Segment Start: The data
use chrono::{DateTime, Utc};
use couchmap_derive::{CouchbaseEntity, Convertible};
use serde_json::json;

mod index_manager_test;
mod mapping_round_trip_test;
mod repository_query_test;
mod repository_test;
mod template_test;

#[derive(Debug, Clone, PartialEq, Default, Convertible)]
pub struct Geo {
    pub lat: f64,
    pub lon: f64,
}

#[derive(Debug, Clone, PartialEq, Default, Convertible)]
pub enum Rating {
    #[default]
    Unrated,
    Stars(u8),
    Review { score: u8, comment: String },
}

#[derive(Debug, Clone, PartialEq, Default, CouchbaseEntity)]
#[entity(name = "Airline", n1ql_primary, n1ql_secondary = "idx_airline")]
pub struct Airline {
    #[entity(id)]
    pub id: String,
    #[entity(version)]
    pub cas: u64,
    pub name: String,
    #[entity(field = "iata_code")]
    pub iata: Option<String>,
    pub country: String,
}

#[derive(Debug, Clone, PartialEq, Default, CouchbaseEntity)]
#[entity(name = "Hotel", expiry = 3600, view(design = "hotel", name = "all"))]
pub struct Hotel {
    #[entity(id)]
    pub id: String,
    pub name: String,
    pub city: String,
    pub geo: Geo,
    pub rating: Rating,
    pub tags: Vec<String>,
    pub opened: Option<DateTime<Utc>>,
    #[entity(transient)]
    pub distance: f64,
}

#[derive(Debug, Clone, PartialEq, Default, CouchbaseEntity)]
#[entity(name = "Route")]
pub struct Route {
    #[entity(id, constructor)]
    pub id: String,
    #[entity(constructor)]
    pub source: String,
    pub destination: String,
    pub stops: u32,
}

#[derive(Debug, Clone, PartialEq, Default, CouchbaseEntity)]
pub struct Landmark {
    pub name: String,
    pub activity: String,
}

#[derive(Debug, Clone, PartialEq, Default, CouchbaseEntity)]
#[entity(name = "Counter")]
pub struct Counter {
    #[entity(id)]
    pub id: i64,
    pub value: i64,
}

pub fn airline(id: &str, name: &str, country: &str) -> Airline {
    Airline {
        id: id.to_string(),
        cas: 0,
        name: name.to_string(),
        iata: None,
        country: country.to_string(),
    }
}

/// A row as returned by `$SELECT_ENTITY$` statements.
pub fn airline_row(id: &str, cas: u64, name: &str, country: &str) -> serde_json::Value {
    json!({"_ID": id, "_CAS": cas, "name": name, "country": country})
}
Segment End: The data
Work required
You are asked to reproduce word for word the line containing "row as returned" and every subsequent line through the end of the entries.

The completed task
/// A row as returned by `$SELECT_ENTITY$` statements.
pub fn airline_row(id: &str, cas: u64, name: &str, country: &str) -> serde_json::Value {
    json!({"_ID": id, "_CAS": cas, "name": name, "country": country})
}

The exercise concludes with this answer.